Quando eu fiz esse trabalho, que parecia muito simples, levei 6 meses pra conseguir resolver tecnicamente como que eu faria esses quadradinhos. É muito simples, são quadradinhos coloridos e é uma matriz. Só que nunca havia eliminado a matriz dos meus trabalhos. Eu demorei muito pra conseguir entender a questão da produção das cores, o tempo de impressão o tipo de tinta... Eurídice é a quinta série de trabalhos pantônicos.

MF: Como a iluminação e a referencia a opera Orfeu e Eurídice de Christoph W. Gluck se relacionam com o trabalho gráfico?

LT: A iluminação se divide em 3 atos. Eu mantive o tempo da ópera Orfeu e Eurídice do Gluck que é 1 hora e 45. A ideia da música foi o motivo do projeto em primeiro lugar. Eu queria mandar um projeto para o Paço das Artes onde eu expusesse meus trabalhos sem interferência da curadoria, ou da arquitetura da exposição. Então veio essa ideia da ópera. Eu fui atrás da história da ópera e descobri que essa foi a primeira ópera da segunda “Reforma das óperas” no século XVIII. Gluck realmente propôs uma reforma. No período as óperas estavam muito pautadas no virtuosismo dos cantores... Para o Gluck essa era uma ditadura dos cantores, em que eles abusavam das improvisações, dos vibratos etc.. e deixavam o conteúdo, a essência e o formato da ópera em segundo plano. A questão das cores nada tem a ver com a música, mas eu resolvi utilizar a música como um sentido de propor outro tipo de reforma nas artes visuais e na maneira de produzir obras que fosse menos pautada nos “artistas” e mais na composição da obra. O meu trabalho tem a ver com a reforma e não com a ópera em si.

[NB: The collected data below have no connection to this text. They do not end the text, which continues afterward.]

//! The gateway: shared configuration plus request dispatch.
//!
//! [`Gateway`] is the main entry point. It holds the shared configuration
//! (base URL, default headers) behind a lock, builds the final URL and
//! header set for each call, delegates transmission to an [`Engine`], and
//! reshapes the raw response bytes into the shape the caller asked for.

use http::Method;
use serde::de::DeserializeOwned;
use serde_json::Value;
use std::collections::HashMap;
use std::sync::{Arc, RwLock, RwLockReadGuard, RwLockWriteGuard};

use crate::{
    config::GatewayConfig,
    engine::{Engine, ReqwestEngine},
    params::{build_query_string, encode_url, sanitize, stringify, Document, Params},
    request::{merge_headers, HeaderMode, RequestSpec, Target},
    Error, Result,
};

/// A network gateway with shared configuration and per-call overrides.
///
/// The gateway is designed to be created once and shared: cloning is cheap
/// (an `Arc` bump) and every clone sees the same configuration. Each
/// dispatch call is independent — it reads a configuration snapshot at
/// build time, fires exactly one request through the engine, and resolves
/// exactly once with a success payload or a failure. No retries, no
/// caching, no cancellation at this layer.
///
/// Three response shapes are available for every dispatch and upload
/// operation:
///
/// * raw bytes ([`request_raw`](Gateway::request_raw)),
/// * an untyped JSON document ([`request_document`](Gateway::request_document)),
/// * a strongly-typed decoded value ([`request_typed`](Gateway::request_typed)).
///
/// # Examples
///
/// ```no_run
/// use serde::Deserialize;
/// use serde_json::json;
/// use wicket::{Gateway, RequestSpec};
///
/// #[derive(Deserialize)]
/// struct User {
///     id: u64,
///     name: String,
/// }
///
/// # async fn example() -> Result<(), wicket::Error> {
/// let gateway = Gateway::builder()
///     .base_url("https://api.example.com")
///     .default_header("Authorization", "Bearer token")
///     .build();
///
/// // Typed convenience call
/// let user: User = gateway.get("/users/123", Default::default()).await?;
/// println!("User: {}", user.name);
///
/// // Untyped document with query parameters
/// let spec = RequestSpec::get("/users").with_param("page", json!(1));
/// let page = gateway.request_document(spec).await?;
/// println!("Keys: {:?}", page.keys().collect::<Vec<_>>());
/// # Ok(())
/// # }
/// ```
#[derive(Clone)]
pub struct Gateway {
    inner: Arc<GatewayInner>,
}

struct GatewayInner {
    engine: Arc<dyn Engine>,
    config: RwLock<GatewayConfig>,
}

impl Gateway {
    /// Creates a new `GatewayBuilder` for configuring a gateway.
    pub fn builder() -> GatewayBuilder {
        GatewayBuilder::new()
    }

    /// Creates a gateway with an empty base URL, the default headers, and
    /// the production engine. Configure it later with
    /// [`initialise`](Gateway::initialise).
    pub fn new() -> Self {
        Self::builder().build()
    }

    // A poisoned lock still yields the data; configuration mutation can't
    // leave the map in a torn state.
    fn config_read(&self) -> RwLockReadGuard<'_, GatewayConfig> {
        self.inner.config.read().unwrap_or_else(|e| e.into_inner())
    }

    fn config_write(&self) -> RwLockWriteGuard<'_, GatewayConfig> {
        self.inner.config.write().unwrap_or_else(|e| e.into_inner())
    }

    // === Configuration ===

    /// Replaces the base URL, and the default headers when a non-empty map
    /// is supplied.
    ///
    /// The base URL is not validated here; a malformed one surfaces as
    /// [`Error::InvalidUrl`] when a request is built against it.
    pub fn initialise(
        &self,
        base_url: impl Into<String>,
        default_headers: Option<HashMap<String, String>>,
    ) {
        self.config_write().initialise(base_url, default_headers);
    }

    /// Sets a default header sent with every request.
    ///
    /// Setting a header to `""` removes it instead: empty-valued headers
    /// are never sent.
    pub fn set_global_header(&self, key: impl Into<String>, value: impl Into<String>) {
        self.config_write().set_global_header(key, value);
    }

    /// Removes a default header. Removing an absent key is a no-op.
    pub fn remove_global_header(&self, key: &str) {
        self.config_write().remove_global_header(key);
    }

    /// The current base URL, as a snapshot.
    pub fn base_url(&self) -> String {
        self.config_read().base_url().to_string()
    }

    /// The current default headers, as a snapshot.
    pub fn default_headers(&self) -> HashMap<String, String> {
        self.config_read().default_headers().clone()
    }

    // === Dispatch ===

    /// Dispatches a request and returns the raw response bytes unchanged.
    pub async fn request_raw(&self, spec: RequestSpec) -> Result<Vec<u8>> {
        self.perform(&spec).await
    }

    /// Dispatches a request and parses the response as an untyped JSON
    /// document.
    ///
    /// # Errors
    ///
    /// [`Error::Decode`] if the bytes are not valid JSON;
    /// [`Error::InvalidResponse`] if they parse to something other than a
    /// key-value document (an array or scalar is not coerced).
    pub async fn request_document(&self, spec: RequestSpec) -> Result<Document> {
        let bytes = self.perform(&spec).await?;
        document_from_bytes(&bytes)
    }

    /// Dispatches a request and decodes the response into `T`.
    ///
    /// # Examples
    ///
    /// ```no_run
    /// use serde::Deserialize;
    /// use wicket::{Gateway, RequestSpec};
    ///
    /// #[derive(Deserialize)]
    /// struct Health { ok: bool }
    ///
    /// # async fn example() -> Result<(), wicket::Error> {
    /// let gateway = Gateway::builder()
    ///     .base_url("https://api.example.com")
    ///     .build();
    ///
    /// let health: Health = gateway.request_typed(RequestSpec::get("/health")).await?;
    /// assert!(health.ok);
    /// # Ok(())
    /// # }
    /// ```
    pub async fn request_typed<T>(&self, spec: RequestSpec) -> Result<T>
    where
        T: DeserializeOwned,
    {
        let bytes = self.perform(&spec).await?;
        typed_from_bytes(&bytes)
    }

    /// Typed GET to a path relative to the base URL.
    ///
    /// Parameters are serialized into the query string.
    pub async fn get<T>(&self, path: impl Into<String>, params: Params) -> Result<T>
    where
        T: DeserializeOwned,
    {
        self.request_typed(RequestSpec::get(path).with_params(params))
            .await
    }

    /// Typed POST to a path relative to the base URL.
    ///
    /// Parameters are JSON-encoded into the request body.
    pub async fn post<T>(&self, path: impl Into<String>, params: Params) -> Result<T>
    where
        T: DeserializeOwned,
    {
        self.request_typed(RequestSpec::post(path).with_params(params))
            .await
    }

    /// Typed request with an arbitrary method to a path relative to the
    /// base URL.
    pub async fn request<T>(
        &self,
        method: Method,
        path: impl Into<String>,
        params: Params,
    ) -> Result<T>
    where
        T: DeserializeOwned,
    {
        self.request_typed(RequestSpec::new(method, Target::RelativeToBase(path.into())).with_params(params))
            .await
    }

    /// The single dispatch primitive. Resolves the final URL and header
    /// set, picks the wire shape (multipart, JSON body, or query string),
    /// and hands transmission to the engine. Engine failures propagate
    /// unchanged.
    async fn perform(&self, spec: &RequestSpec) -> Result<Vec<u8>> {
        let (base_url, default_headers) = {
            let config = self.config_read();
            (
                config.base_url().to_string(),
                config.default_headers().clone(),
            )
        };

        let headers = match spec.header_mode {
            HeaderMode::MergeDefaults => merge_headers(&default_headers, &spec.headers),
            HeaderMode::ReplaceDefaults => spec.headers.clone(),
        };

        let params = if spec.sanitize {
            sanitize(&spec.params)
        } else {
            spec.params.clone()
        };

        let target = match &spec.target {
            Target::RelativeToBase(path) => format!("{}{}", base_url, path),
            Target::Absolute(url) => url.clone(),
        };

        if !spec.files.is_empty() {
            let url = encode_url(&target)?;
            let fields: Vec<(String, String)> = params
                .iter()
                .map(|(key, value)| (key.clone(), stringify(value)))
                .collect();
            return self
                .inner
                .engine
                .upload_multipart(&url, &headers, &fields, &spec.files)
                .await;
        }

        if body_bearing(&spec.method) {
            let url = encode_url(&target)?;
            let body = serde_json::to_vec(&Value::Object(params))
                .map_err(|e| Error::Serialization(e.to_string()))?;
            self.inner
                .engine
                .request(&url, spec.method.clone(), &headers, Some(body))
                .await
        } else {
            let query = match &spec.raw_query {
                Some(raw) => raw.clone(),
                None => build_query_string(&params),
            };
            let full = if query.is_empty() {
                target
            } else {
                format!("{}?{}", target, query)
            };
            let url = encode_url(&full)?;
            self.inner
                .engine
                .request(&url, spec.method.clone(), &headers, None)
                .await
        }
    }

    // === Upload ===

    /// Issues a non-multipart binary upload to a complete URL, returning
    /// the raw response bytes.
    ///
    /// Per-call headers are merged over the defaults, or sent alone under
    /// [`HeaderMode::ReplaceDefaults`].
    pub async fn upload_raw(
        &self,
        url: &str,
        method: Method,
        data: Vec<u8>,
        headers: &HashMap<String, String>,
        mode: HeaderMode,
    ) -> Result<Vec<u8>> {
        let resolved = match mode {
            HeaderMode::MergeDefaults => merge_headers(&self.default_headers(), headers),
            HeaderMode::ReplaceDefaults => headers.clone(),
        };
        let url = url::Url::parse(url)?;
        self.inner
            .engine
            .upload_bytes(&url, method, &resolved, data)
            .await
    }

    /// Binary upload, response parsed as an untyped JSON document.
    pub async fn upload_document(
        &self,
        url: &str,
        method: Method,
        data: Vec<u8>,
        headers: &HashMap<String, String>,
        mode: HeaderMode,
    ) -> Result<Document> {
        let bytes = self.upload_raw(url, method, data, headers, mode).await?;
        document_from_bytes(&bytes)
    }

    /// Binary upload, response decoded into `T`.
    pub async fn upload_typed<T>(
        &self,
        url: &str,
        method: Method,
        data: Vec<u8>,
        headers: &HashMap<String, String>,
        mode: HeaderMode,
    ) -> Result<T>
    where
        T: DeserializeOwned,
    {
        let bytes = self.upload_raw(url, method, data, headers, mode).await?;
        typed_from_bytes(&bytes)
    }
}

impl Default for Gateway {
    fn default() -> Self {
        Self::new()
    }
}

/// GET and HEAD carry parameters in the query string; everything else gets
/// a JSON body.
fn body_bearing(method: &Method) -> bool {
    !matches!(*method, Method::GET | Method::HEAD)
}

/// Reshapes response bytes into an untyped key-value document.
fn document_from_bytes(bytes: &[u8]) -> Result<Document> {
    let raw = String::from_utf8_lossy(bytes).into_owned();
    let value: Value = serde_json::from_str(&raw).map_err(|e| {
        tracing::error!(error = %e, raw_response = %raw, "Failed to parse response");
        Error::Decode {
            raw_response: raw.clone(),
            serde_error: e.to_string(),
        }
    })?;
    match value {
        Value::Object(map) => Ok(map),
        other => {
            tracing::error!(
                shape = %json_shape(&other),
                raw_response = %raw,
                "Response is not a JSON document"
            );
            Err(Error::InvalidResponse { raw_response: raw })
        }
    }
}

/// Reshapes response bytes into a caller-specified type.
fn typed_from_bytes<T>(bytes: &[u8]) -> Result<T>
where
    T: DeserializeOwned,
{
    serde_json::from_slice(bytes).map_err(|e| {
        let raw = String::from_utf8_lossy(bytes).into_owned();
        tracing::error!(error = %e, raw_response = %raw, "Failed to decode response");
        Error::Decode {
            raw_response: raw,
            serde_error: e.to_string(),
        }
    })
}

fn json_shape(value: &Value) -> &'static str {
    match value {
        Value::Null => "null",
        Value::Bool(_) => "bool",
        Value::Number(_) => "number",
        Value::String(_) => "string",
        Value::Array(_) => "array",
        Value::Object(_) => "object",
    }
}

/// Builder for configuring and creating a [`Gateway`].
///
/// # Examples
///
/// ```
/// use wicket::GatewayBuilder;
///
/// let gateway = GatewayBuilder::new()
///     .base_url("https://api.example.com")
///     .default_header("User-Agent", "my-app/1.0")
///     .build();
///
/// assert_eq!(gateway.base_url(), "https://api.example.com");
/// ```
pub struct GatewayBuilder {
    config: GatewayConfig,
    engine: Option<Arc<dyn Engine>>,
}

impl GatewayBuilder {
    /// Creates a builder with an empty base URL and the default
    /// `Content-Type: application/json` header.
    pub fn new() -> Self {
        Self {
            config: GatewayConfig::new(),
            engine: None,
        }
    }

    /// Sets the base URL for relative targets. Not validated; a malformed
    /// URL surfaces when a request is built against it.
    pub fn base_url(mut self, url: impl Into<String>) -> Self {
        self.config.initialise(url, None);
        self
    }

    /// Adds a default header sent with every request. An empty value
    /// removes the header instead.
    pub fn default_header(mut self, name: impl Into<String>, value: impl Into<String>) -> Self {
        self.config.set_global_header(name, value);
        self
    }

    /// Substitutes a custom engine. Defaults to [`ReqwestEngine`].
    pub fn engine(mut self, engine: Arc<dyn Engine>) -> Self {
        self.engine = Some(engine);
        self
    }

    /// Builds the configured `Gateway`.
    pub fn build(self) -> Gateway {
        Gateway {
            inner: Arc::new(GatewayInner {
                engine: self
                    .engine
                    .unwrap_or_else(|| Arc::new(ReqwestEngine::new())),
                config: RwLock::new(self.config),
            }),
        }
    }
}

impl Default for GatewayBuilder {
    fn default() -> Self {
        Self::new()
    }
}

A questão da construção teatral, isso também me interessa. A luz vai acender no ato 1 que é o primeiro díptico. Vão ser 5 minutos... a ideia original era que as pessoas esperassem o tempo de cada ato, mas dificilmente haveria paciência para esperar. As pessoas hoje não tem tanta paciência pra isso. Então, vai ser mais curto. Acende a luz no primeiro ato, apaga, fica 30 segundos no escuro, acende o segundo, acende o terceiro e então acendem todos e fica o tempo inteiro da ópera. A luz reflete no trabalho e cria um ambiente de cor. O segundo trabalho que é bem vermelho e amarelo quando a luz fica focada só nele, por a sala ser fechada o espaço fica completamente laranja.

A sequencia cromática, quando você vê a penumbra, não se enxerga os detalhes da impressão. Você enxerga uma relação de cor. Quando a luz acende você enxerga outras coisas no quadrado, a impressão fica muito luminosa. Essa relação do público poder sentar e perceber essas sutilezas que eu percebi, porque estava vendo o trabalho todo dia era o que eu também buscava. Eu via à noite, via de dia, essa sensação que eu quis transportar para a exposição. O fato de ser só cor intensifica a relação com a luz.